If movies are being made though in spite of the restrictions, and the reason they are is because the cast and crew are recognized as a professional production, is there a way I can get recogized as a professional production, in the government's eyes then?

Brian Drysdale
December 26th, 2020, 03:26 AM
Given your budget, it's unlikely you could follow the regulations, I've heard the figure of 10% being added to the budget of productions to cover the cost of Covid19 shooting. .

Ryan Elder
December 26th, 2020, 03:28 AM
What would that 10% go towards specifically?

Brian Drysdale
December 26th, 2020, 04:16 AM
Mostly time... the schedules are longer with Covid restrictions, Also, various protection measures. Examples being transparent screens between actors. real life partners being stand ins for kissing scenes, the cast living in their own separate bubble during the production. In post production, remote editing.

Paul R Johnson
December 26th, 2020, 05:45 AM
I was supposed to have been involved with a live theatre event - my own in Belfast got cancelled of course, but I was due to do some work on one that was going on for the same production company, but they managed one show that then got scrapped. The changes made were severe, but would have been similar in a movie production.

Firstly, savage cast and crew cuts to reduce numbers, so that distancing is possible. This doesn't mean just on set. For every person you need toilets, washing and catering facilities. You cannot stagger lunch and tea breaks - so how do you feed everyone at the same time and maintain separation? It means in practice a ten minute break, often a union rule becomes 30 mins - this extends the day making extra calls a possibility if you want the same production rate. Where do people go between their on set time? They cannot congregate. I'm now in Tier 4, which is the strictest lockdown - but TV and movie production is allowed to continue subject to separation and professional actors and rehearsals can continue - but at a huge cost.

My cancelled show would have been in trouble anyway, because a friend of mine - a key person in the production died yesterday. Not expected at all. The one that cancelled on me closed because they were down to minimums - people wise. Just enough to get by. One sound, not three. A production manager covering 3 separate job roles, no live musicians, no ensemble at all, and every component stand alone, so every scene had minimum people and maximum space. Everyone doing their own dressing and makeup. Minimal props and no washing of costumes daily. Two people tested positive, no fallback to understudies, so it died instantly.

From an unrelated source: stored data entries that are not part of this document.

//! FSM unit tests

use pan_os_upgrade::upgrade::fsm::{UpgradeEvent, UpgradeFsm, UpgradeState, UpgradeStep};

fn advance_to(fsm: &mut UpgradeFsm, state: UpgradeState) {
    while fsm.state() != state {
        let step = fsm.state().next_step().unwrap();
        fsm.process(UpgradeEvent::StepSucceeded(step)).unwrap();
    }
}

#[test]
fn test_fsm_initial_state() {
    let fsm = UpgradeFsm::new();
    assert_eq!(fsm.state(), UpgradeState::Pending);
    assert!(fsm.error().is_none());
    assert_eq!(fsm.attempts(), 0);
    assert!(fsm.failed_step().is_none());
}

#[test]
fn test_fsm_upgrade_success_flow() {
    let mut fsm = UpgradeFsm::new();

    // Pending -> Connected
    fsm.process(UpgradeEvent::StepSucceeded(UpgradeStep::Connect)).unwrap();
    assert_eq!(fsm.state(), UpgradeState::Connected);

    // Connected -> ... -> PostReady
    advance_to(&mut fsm, UpgradeState::PostReady);

    // PostReady -> Diffed -> Completed
    fsm.process(UpgradeEvent::StepSucceeded(UpgradeStep::Diff)).unwrap();
    assert_eq!(fsm.state(), UpgradeState::Diffed);
    fsm.process(UpgradeEvent::Finish).unwrap();
    assert_eq!(fsm.state(), UpgradeState::Completed);
}

#[test]
fn test_fsm_skipped_steps_advance() {
    let mut fsm = UpgradeFsm::new();
    fsm.process(UpgradeEvent::StepSucceeded(UpgradeStep::Connect)).unwrap();
    fsm.process(UpgradeEvent::StepSkipped(UpgradeStep::Backup)).unwrap();
    assert_eq!(fsm.state(), UpgradeState::BackedUp);
}

#[test]
fn test_fsm_failed_attempt_stays_in_state() {
    let mut fsm = UpgradeFsm::new();
    advance_to(&mut fsm, UpgradeState::ReadinessChecked);

    fsm.process(UpgradeEvent::AttemptFailed(UpgradeStep::Download, "error 1".to_string()))
        .unwrap();
    assert_eq!(fsm.state(), UpgradeState::ReadinessChecked);
    assert_eq!(fsm.attempts(), 1);
    assert_eq!(fsm.error(), Some("error 1"));

    fsm.process(UpgradeEvent::AttemptFailed(UpgradeStep::Download, "error 2".to_string()))
        .unwrap();
    assert_eq!(fsm.attempts(), 2);

    // Check can_retry
    assert!(fsm.can_retry(3));
    assert!(!fsm.can_retry(2));

    // success clears the attempt count
    fsm.process(UpgradeEvent::StepSucceeded(UpgradeStep::Download)).unwrap();
    assert_eq!(fsm.state(), UpgradeState::Downloaded);
    assert_eq!(fsm.attempts(), 0);
    assert!(fsm.error().is_none());
}

#[test]
fn test_fsm_fail_from_any_active_state() {
    for target in [UpgradeState::Pending, UpgradeState::Installed, UpgradeState::Diffed] {
        let mut fsm = UpgradeFsm::new();
        advance_to(&mut fsm, target);
        fsm.process(UpgradeEvent::Fail(UpgradeStep::Reboot, "boom".to_string()))
            .unwrap();
        assert_eq!(fsm.state(), UpgradeState::Failed);
        assert_eq!(fsm.failed_step(), Some(UpgradeStep::Reboot));
        assert!(!fsm.can_retry(10));
    }
}

#[test]
fn test_fsm_invalid_transition() {
    let mut fsm = UpgradeFsm::new();

    // Can't download before connecting
    let result = fsm.process(UpgradeEvent::StepSucceeded(UpgradeStep::Download));
    assert!(result.is_err());
    assert_eq!(fsm.state(), UpgradeState::Pending);

    // Can't finish early
    assert!(fsm.process(UpgradeEvent::Finish).is_err());
}

#[test]
fn test_fsm_terminal_states_are_final() {
    let mut fsm = UpgradeFsm::new();
    fsm.process(UpgradeEvent::Fail(UpgradeStep::Connect, "unreachable".to_string()))
        .unwrap();

    assert!(fsm
        .process(UpgradeEvent::StepSucceeded(UpgradeStep::Connect))
        .is_err());
    assert!(fsm
        .process(UpgradeEvent::Fail(UpgradeStep::Connect, "again".to_string()))
        .is_err());
    assert_eq!(fsm.error(), Some("unreachable"));
}

#[test]
fn test_safe_abort_points() {
    let safe: Vec<_> = UpgradeStep::ALL
        .iter()
        .filter(|s| s.is_safe_abort_point())
        .copied()
        .collect();
    assert_eq!(safe.last(), Some(&UpgradeStep::Install));
    assert!(!UpgradeStep::Reboot.is_safe_abort_point());
}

Ryan - your quest for perfection and all your attention to minute detail would be scrapped. You resist changes, you've made that very clear on the forum, and you want to plan the plan in such silly ways how would you cope with working totally winging it, where you as director would have to dream up plans instantly and put them into action, with no time to come on here and get advice? For you, based on what we know - this would be agony for you.

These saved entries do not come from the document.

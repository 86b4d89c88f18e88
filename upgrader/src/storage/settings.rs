//! Settings file management

use std::path::PathBuf;
use std::time::Duration;

use serde::{Deserialize, Serialize};
use tracing::debug;

use crate::errors::UpgradeError;
use crate::filesys::file::File;
use crate::logs::LogLevel;

/// Output format of rendered diff reports
#[derive(Debug, Clone, Copy, Default, PartialEq, Eq, Serialize, Deserialize)]
#[serde(rename_all = "lowercase")]
pub enum ReportFormat {
    #[default]
    Text,
    Json,
}

/// Process-wide settings, loaded once at startup
#[derive(Debug, Clone, Serialize, Deserialize)]
#[serde(deny_unknown_fields)]
pub struct Settings {
    /// Maximum number of devices upgraded at once
    #[serde(default = "default_concurrency")]
    pub concurrency: usize,

    /// Attempts per step before a job fails
    #[serde(default = "default_retry_count")]
    pub retry_count: u32,

    /// Delay between attempts of the same step
    #[serde(default = "default_retry_delay_seconds")]
    pub retry_delay_seconds: u64,

    /// Capture network state before and after the upgrade
    #[serde(default = "default_true")]
    pub pre_post_snapshots: bool,

    /// Render a diff report document
    #[serde(default = "default_true")]
    pub generate_pdf_diff: bool,

    /// How long to wait for a device to come back after reboot
    #[serde(default = "default_ready_timeout_secs")]
    pub ready_timeout_secs: u64,

    /// Interval between readiness polls after reboot
    #[serde(default = "default_ready_poll_interval_secs")]
    pub ready_poll_interval_secs: u64,

    /// Format of the rendered diff report
    #[serde(default)]
    pub report_format: ReportFormat,

    /// Root directory for snapshots, backups, reports and logs
    #[serde(default = "default_storage_dir")]
    pub storage_dir: PathBuf,

    /// Log level
    #[serde(default)]
    pub log_level: LogLevel,

    /// Emit logs as JSON
    #[serde(default)]
    pub log_json: bool,

    /// Also write logs under `<storage_dir>/logs`
    #[serde(default)]
    pub log_to_file: bool,
}

fn default_true() -> bool {
    true
}

fn default_concurrency() -> usize {
    5
}

fn default_retry_count() -> u32 {
    3
}

fn default_retry_delay_seconds() -> u64 {
    15
}

fn default_ready_timeout_secs() -> u64 {
    600
}

fn default_ready_poll_interval_secs() -> u64 {
    10
}

fn default_storage_dir() -> PathBuf {
    PathBuf::from("assurance")
}

impl Default for Settings {
    fn default() -> Self {
        Self {
            concurrency: default_concurrency(),
            retry_count: default_retry_count(),
            retry_delay_seconds: default_retry_delay_seconds(),
            pre_post_snapshots: true,
            generate_pdf_diff: true,
            ready_timeout_secs: default_ready_timeout_secs(),
            ready_poll_interval_secs: default_ready_poll_interval_secs(),
            report_format: ReportFormat::Text,
            storage_dir: default_storage_dir(),
            log_level: LogLevel::Info,
            log_json: false,
            log_to_file: false,
        }
    }
}

impl Settings {
    /// Load settings from a YAML file.
    ///
    /// A missing or empty file yields the defaults; a malformed one is a
    /// `ConfigError`.
    pub async fn load_from_file(file: &File) -> Result<Self, UpgradeError> {
        if !file.exists().await {
            debug!("Settings file {:?} not found, using defaults", file.path());
            return Ok(Self::default());
        }

        let contents = file.read_string().await?;
        let settings = Self::parse(&contents).map_err(|e| {
            UpgradeError::ConfigError(format!("{}: {}", file.path().display(), e))
        })?;
        Ok(settings)
    }

    /// Parse and validate settings from YAML text
    pub fn parse(contents: &str) -> Result<Self, UpgradeError> {
        if is_blank_yaml(contents) {
            return Ok(Self::default());
        }

        let settings: Settings = serde_yaml::from_str(contents)
            .map_err(|e| UpgradeError::ConfigError(e.to_string()))?;
        settings.validate()?;
        Ok(settings)
    }

    pub fn validate(&self) -> Result<(), UpgradeError> {
        if self.concurrency == 0 {
            return Err(UpgradeError::ConfigError(
                "concurrency must be at least 1".to_string(),
            ));
        }
        if self.ready_timeout_secs == 0 {
            return Err(UpgradeError::ConfigError(
                "ready_timeout_secs must be greater than 0".to_string(),
            ));
        }
        if self.ready_poll_interval_secs == 0 {
            return Err(UpgradeError::ConfigError(
                "ready_poll_interval_secs must be greater than 0".to_string(),
            ));
        }
        Ok(())
    }

    pub fn retry_delay(&self) -> Duration {
        Duration::from_secs(self.retry_delay_seconds)
    }

    pub fn ready_timeout(&self) -> Duration {
        Duration::from_secs(self.ready_timeout_secs)
    }

    pub fn ready_poll_interval(&self) -> Duration {
        Duration::from_secs(self.ready_poll_interval_secs)
    }
}

/// True when the document holds nothing but comments and whitespace
pub(crate) fn is_blank_yaml(contents: &str) -> bool {
    contents.lines().all(|line| {
        let line = line.trim();
        line.is_empty() || line.starts_with('#') || line == "---"
    })
}
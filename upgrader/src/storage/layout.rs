//! Storage layout configuration

use std::path::PathBuf;

use crate::filesys::dir::Dir;
use crate::models::snapshot::Phase;

/// On-disk layout of assurance artifacts
///
/// ```text
/// <base>/snapshots/<host>/<pre|post>/<timestamp>.json
/// <base>/snapshots/<host>/diff/<timestamp>_report.<ext>
/// <base>/backups/<host>/<timestamp>.xml
/// <base>/logs/
/// ```
#[derive(Debug, Clone)]
pub struct StorageLayout {
    /// Base directory for all storage
    pub base_dir: PathBuf,
}

impl StorageLayout {
    /// Create a new storage layout
    pub fn new(base_dir: impl Into<PathBuf>) -> Self {
        Self {
            base_dir: base_dir.into(),
        }
    }

    pub fn snapshots_dir(&self) -> Dir {
        Dir::new(self.base_dir.join("snapshots"))
    }

    /// Per-device snapshot tree
    pub fn device_snapshots_dir(&self, hostname: &str) -> Dir {
        self.snapshots_dir().subdir(hostname)
    }

    pub fn phase_dir(&self, hostname: &str, phase: Phase) -> Dir {
        self.device_snapshots_dir(hostname).subdir(phase.as_str())
    }

    pub fn diff_dir(&self, hostname: &str) -> Dir {
        self.device_snapshots_dir(hostname).subdir("diff")
    }

    pub fn backups_dir(&self, hostname: &str) -> Dir {
        Dir::new(self.base_dir.join("backups").join(hostname))
    }

    pub fn logs_dir(&self) -> Dir {
        Dir::new(self.base_dir.join("logs"))
    }
}

impl Default for StorageLayout {
    fn default() -> Self {
        Self::new("assurance")
    }
}
//! HTTP transport

pub mod client;
//! Build script for pan-os-upgrade
//! Captures build-time metadata for version info

use chrono::Utc;
use std::process::Command;

fn main() {
    let git_hash = Command::new("git")
        .args(["rev-parse", "--short", "HEAD"])
        .output()
        .ok()
        .filter(|output| output.status.success())
        .and_then(|output| String::from_utf8(output.stdout).ok())
        .map(|s| s.trim().to_string())
        .unwrap_or_else(|| "unknown".to_string());

    let build_time = Utc::now().format("%Y-%m-%d %H:%M:%S UTC").to_string();

    println!("cargo:rustc-env=GIT_HASH={}", git_hash);
    println!("cargo:rustc-env=BUILD_TIME={}", build_time);

    println!("cargo:rerun-if-changed=.git/HEAD");
}
//! Per-job outcome records

use std::time::Duration;

use chrono::{DateTime, Utc};
use serde::{Deserialize, Serialize};
use uuid::Uuid;

use crate::device::ReadinessResult;
use crate::errors::{ErrorKind, UpgradeError};
use crate::models::artifact::ArtifactRef;
use crate::models::device::Device;
use crate::snapshot::diff::DiffSummary;
use crate::upgrade::fsm::{UpgradeState, UpgradeStep};
use crate::upgrade::job::UpgradePlan;

/// Why a step did not run
#[derive(Debug, Clone, Copy, PartialEq, Eq, Serialize, Deserialize)]
#[serde(rename_all = "snake_case")]
pub enum SkipReason {
    DryRun,
    Disabled,
}

impl std::fmt::Display for SkipReason {
    fn fmt(&self, f: &mut std::fmt::Formatter<'_>) -> std::fmt::Result {
        match self {
            SkipReason::DryRun => f.write_str("dry run"),
            SkipReason::Disabled => f.write_str("disabled by settings"),
        }
    }
}

#[derive(Debug, Clone, Copy, PartialEq, Eq, Serialize, Deserialize)]
#[serde(tag = "status", content = "reason", rename_all = "snake_case")]
pub enum StepStatus {
    Executed,
    Skipped(SkipReason),
}

#[derive(Debug, Clone, PartialEq, Eq, Serialize, Deserialize)]
pub struct StepRecord {
    pub step: UpgradeStep,
    #[serde(flatten)]
    pub status: StepStatus,
    pub attempts: u32,
    pub duration_ms: u64,
}

impl StepRecord {
    pub fn executed(step: UpgradeStep, attempts: u32, elapsed: Duration) -> Self {
        Self {
            step,
            status: StepStatus::Executed,
            attempts,
            duration_ms: u64::try_from(elapsed.as_millis()).unwrap_or(u64::MAX),
        }
    }

    pub fn skipped(step: UpgradeStep, reason: SkipReason) -> Self {
        Self {
            step,
            status: StepStatus::Skipped(reason),
            attempts: 0,
            duration_ms: 0,
        }
    }
}

/// Terminal outcome of a job
#[derive(Debug, Clone, PartialEq, Eq, Serialize, Deserialize)]
#[serde(tag = "status", rename_all = "snake_case")]
pub enum JobOutcome {
    Completed,
    Failed {
        kind: ErrorKind,
        step: UpgradeStep,
        message: String,
    },
}

/// Archived record of one device's orchestration
#[derive(Debug, Clone, Serialize, Deserialize)]
pub struct JobReport {
    pub job_id: Uuid,
    pub hostname: String,
    pub target_version: String,
    pub dry_run: bool,
    pub outcome: JobOutcome,
    pub final_state: UpgradeState,
    pub steps: Vec<StepRecord>,
    #[serde(default, skip_serializing_if = "Vec::is_empty")]
    pub planned_actions: Vec<String>,
    pub version_before: Option<String>,
    pub version_after: Option<String>,
    pub readiness: Option<ReadinessResult>,
    pub backup: Option<ArtifactRef>,
    pub pre_snapshot: Option<ArtifactRef>,
    pub post_snapshot: Option<ArtifactRef>,
    pub diff: Option<DiffSummary>,
    pub report: Option<ArtifactRef>,
    pub started_at: DateTime<Utc>,
    pub finished_at: DateTime<Utc>,
}

impl JobReport {
    /// Report for a job that never reached the device
    pub fn not_started(
        device: &Device,
        plan: &UpgradePlan,
        step: UpgradeStep,
        err: &UpgradeError,
    ) -> Self {
        let now = Utc::now();
        Self {
            job_id: Uuid::new_v4(),
            hostname: device.hostname.clone(),
            target_version: plan.target_version.clone(),
            dry_run: plan.dry_run,
            outcome: JobOutcome::Failed {
                kind: err.kind(),
                step,
                message: err.to_string(),
            },
            final_state: UpgradeState::Failed,
            steps: Vec::new(),
            planned_actions: Vec::new(),
            version_before: device.current_version.clone(),
            version_after: None,
            readiness: None,
            backup: None,
            pre_snapshot: None,
            post_snapshot: None,
            diff: None,
            report: None,
            started_at: now,
            finished_at: now,
        }
    }

    pub fn is_failed(&self) -> bool {
        matches!(self.outcome, JobOutcome::Failed { .. })
    }

    pub fn failure_kind(&self) -> Option<ErrorKind> {
        match &self.outcome {
            JobOutcome::Failed { kind, .. } => Some(*kind),
            JobOutcome::Completed => None,
        }
    }

    pub fn step(&self, step: UpgradeStep) -> Option<&StepRecord> {
        self.steps.iter().find(|r| r.step == step)
    }

    pub fn duration(&self) -> Duration {
        (self.finished_at - self.started_at).to_std().unwrap_or_default()
    }
}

The question about vaccinations is pointless. Idiots are talking about not having them, but the idiots have a right to be stupid, and frankly dangerous to others. Do you have a pool of sensible people who when offered, will accept? And then have the time delay before second dose? It seems to me that getting people to turn up normally is a big problem for your people - if people are terrified of dying, will they risk your project? They might say they will, but they normally let you down anyway, with the real risk of dying, I cannot see them doing it. Here, amateur actors and small non-essential productions would not be allowed to do it anyway. In my areas two days ago they could have, today, they cannot. Who knows next week?

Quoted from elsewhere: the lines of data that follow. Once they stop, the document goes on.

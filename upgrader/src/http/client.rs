//! HTTP client implementation

use reqwest::{header, Client, StatusCode};
use serde::{de::DeserializeOwned, Deserialize, Serialize};
use thiserror::Error;
use tracing::{debug, error};
use url::Url;

use crate::errors::UpgradeError;

/// Failure of a single API request
#[derive(Error, Debug)]
pub enum ApiError {
    #[error("request failed: {0}")]
    Transport(#[from] reqwest::Error),

    #[error("{status}: {message}")]
    Status { status: StatusCode, message: String },

    #[error("cannot build request URL from {0}")]
    InvalidUrl(String),
}

impl ApiError {
    /// The service understood the request and refused it
    pub fn is_rejection(&self) -> bool {
        match self {
            ApiError::Status { status, .. } => {
                status.is_client_error()
                    && *status != StatusCode::REQUEST_TIMEOUT
                    && *status != StatusCode::TOO_MANY_REQUESTS
            }
            ApiError::Transport(_) | ApiError::InvalidUrl(_) => false,
        }
    }

    /// Message suitable for an operation-specific error
    pub fn message(&self) -> String {
        match self {
            ApiError::Status { message, .. } => message.clone(),
            ApiError::Transport(e) => e.to_string(),
            ApiError::InvalidUrl(base) => format!("cannot build request URL from {}", base),
        }
    }
}

impl From<ApiError> for UpgradeError {
    fn from(err: ApiError) -> Self {
        match err {
            ApiError::Transport(e) => UpgradeError::HttpError(e),
            ApiError::InvalidUrl(base) => {
                UpgradeError::ConfigError(format!("cannot build request URL from {}", base))
            }
            status => UpgradeError::ConnectivityError(status.to_string()),
        }
    }
}

#[derive(Deserialize)]
struct ErrorBody {
    error: String,
}

/// HTTP client for the device-control service
pub struct HttpClient {
    client: Client,
    base: Url,
}

impl HttpClient {
    /// Create a new HTTP client
    pub fn new(base_url: &str) -> Result<Self, UpgradeError> {
        let parsed = Url::parse(base_url)
            .map_err(|e| UpgradeError::ConfigError(format!("invalid controller URL {}: {}", base_url, e)))?;
        if !matches!(parsed.scheme(), "http" | "https") || parsed.cannot_be_a_base() {
            return Err(UpgradeError::ConfigError(format!(
                "controller URL must be http or https: {}",
                base_url
            )));
        }

        let client = Client::builder()
            .timeout(std::time::Duration::from_secs(30))
            .build()?;

        Ok(Self {
            client,
            base: parsed,
        })
    }

    /// Get the base URL
    pub fn base_url(&self) -> &str {
        self.base.as_str().trim_end_matches('/')
    }

    /// Append path segments to the base URL, percent-encoding each one
    pub fn url(&self, segments: &[&str]) -> Result<Url, ApiError> {
        let mut url = self.base.clone();
        url.path_segments_mut()
            .map_err(|_| ApiError::InvalidUrl(self.base.to_string()))?
            .pop_if_empty()
            .extend(segments);
        Ok(url)
    }

    /// Make a GET request
    pub async fn get<T: DeserializeOwned>(
        &self,
        segments: &[&str],
        token: Option<&str>,
    ) -> Result<T, ApiError> {
        let url = self.url(segments)?;
        debug!("GET {}", url);

        let mut request = self.client.get(url);
        if let Some(token) = token {
            request = request.header(header::AUTHORIZATION, format!("Bearer {}", token));
        }

        Self::decode("GET", request.send().await?).await
    }

    /// Make a POST request
    pub async fn post<T: DeserializeOwned, B: Serialize>(
        &self,
        segments: &[&str],
        token: Option<&str>,
        body: &B,
    ) -> Result<T, ApiError> {
        let url = self.url(segments)?;
        debug!("POST {}", url);

        let mut request = self.client.post(url).json(body);
        if let Some(token) = token {
            request = request.header(header::AUTHORIZATION, format!("Bearer {}", token));
        }

        Self::decode("POST", request.send().await?).await
    }

    async fn decode<T: DeserializeOwned>(
        method: &str,
        response: reqwest::Response,
    ) -> Result<T, ApiError> {
        if !response.status().is_success() {
            let status = response.status();
            let body = response.text().await.unwrap_or_default();
            error!("HTTP {} failed: {} - {}", method, status, body);
            let message = serde_json::from_str::<ErrorBody>(&body)
                .map(|b| b.error)
                .unwrap_or(body);
            return Err(ApiError::Status { status, message });
        }

        Ok(response.json().await?)
    }
}
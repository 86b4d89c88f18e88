//! Logging configuration

use std::path::PathBuf;

use tracing_appender::non_blocking::WorkerGuard;
use tracing_subscriber::{
    fmt, layer::SubscriberExt, util::SubscriberInitExt, EnvFilter, Layer, Registry,
};

use crate::errors::UpgradeError;

/// Log level configuration
#[derive(Debug, Clone, Default, PartialEq, Eq)]
pub enum LogLevel {
    Trace,
    Debug,
    #[default]
    Info,
    Warn,
    Error,
}

impl LogLevel {
    pub fn to_filter_string(&self) -> &'static str {
        match self {
            LogLevel::Trace => "trace",
            LogLevel::Debug => "debug",
            LogLevel::Info => "info",
            LogLevel::Warn => "warn",
            LogLevel::Error => "error",
        }
    }
}

impl std::str::FromStr for LogLevel {
    type Err = String;

    fn from_str(s: &str) -> Result<Self, Self::Err> {
        match s.to_lowercase().as_str() {
            "trace" => Ok(LogLevel::Trace),
            "debug" => Ok(LogLevel::Debug),
            "info" => Ok(LogLevel::Info),
            "warn" | "warning" => Ok(LogLevel::Warn),
            "error" => Ok(LogLevel::Error),
            _ => Err(format!("Invalid log level: {}", s)),
        }
    }
}

impl serde::Serialize for LogLevel {
    fn serialize<S>(&self, serializer: S) -> Result<S::Ok, S::Error>
    where
        S: serde::Serializer,
    {
        serializer.serialize_str(self.to_filter_string())
    }
}

impl<'de> serde::Deserialize<'de> for LogLevel {
    fn deserialize<D>(deserializer: D) -> Result<Self, D::Error>
    where
        D: serde::Deserializer<'de>,
    {
        let s = String::deserialize(deserializer)?;
        s.parse().map_err(serde::de::Error::custom)
    }
}

/// Logging options
#[derive(Debug, Clone)]
pub struct LogOptions {
    /// Log level
    pub log_level: LogLevel,

    /// Write logs to stderr (stdout is reserved for reports)
    pub stderr: bool,

    /// Log directory for file output, `None` disables the file layer
    pub log_dir: Option<PathBuf>,

    /// Enable JSON format
    pub json_format: bool,
}

impl Default for LogOptions {
    fn default() -> Self {
        Self {
            log_level: LogLevel::Info,
            stderr: true,
            log_dir: None,
            json_format: false,
        }
    }
}

const LOG_FILE_NAME: &str = "pan-os-upgrade.log";

/// Initialize logging
///
/// The returned guard flushes the file writer on drop and must be held for
/// the lifetime of the process.
pub fn init_logging(options: LogOptions) -> Result<Option<WorkerGuard>, UpgradeError> {
    let filter = EnvFilter::try_from_default_env()
        .unwrap_or_else(|_| EnvFilter::new(options.log_level.to_filter_string()));

    let mut layers: Vec<Box<dyn Layer<Registry> + Send + Sync>> = Vec::new();

    if options.stderr {
        if options.json_format {
            layers.push(fmt::layer().json().with_writer(std::io::stderr).boxed());
        } else {
            layers.push(
                fmt::layer()
                    .with_target(false)
                    .with_writer(std::io::stderr)
                    .boxed(),
            );
        }
    }

    let mut guard = None;
    if let Some(log_dir) = &options.log_dir {
        std::fs::create_dir_all(log_dir)?;
        let appender = tracing_appender::rolling::never(log_dir, LOG_FILE_NAME);
        let (writer, file_guard) = tracing_appender::non_blocking(appender);
        layers.push(
            fmt::layer()
                .with_ansi(false)
                .with_writer(writer)
                .boxed(),
        );
        guard = Some(file_guard);
    }

    tracing_subscriber::registry()
        .with(layers)
        .with(filter)
        .try_init()
        .map_err(|e| UpgradeError::ConfigError(e.to_string()))?;

    Ok(guard)
}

Knock it on the head and delay it. What kind of production would it be with everyone thinking they'll perhaps die! On the great scheme of things, the risk of going forward is foolish. Its a leisure project isn't it? Not something to pay the mortgage of your cast and crew.

Pete Cofrancesco
December 26th, 2020, 08:51 AM
Ryan do you ever get tired spending your entire adult life trying to produce this movie? I get you enjoy being in charge but to us it sounds an endless series of intractable problems. Do you remember in the other thread someone cautioned you not to record the sound track before you film because the scenes could change? The easiest solution to all your problems would be not to make this movie.

Ryan Elder
December 26th, 2020, 11:52 AM
Mostly time... the schedules are longer with Covid restrictions, Also, various protection measures. Examples being transparent screens between actors. real life partners being stand ins for kissing scenes, the cast living in their own separate bubble during the production. In post production, remote editing.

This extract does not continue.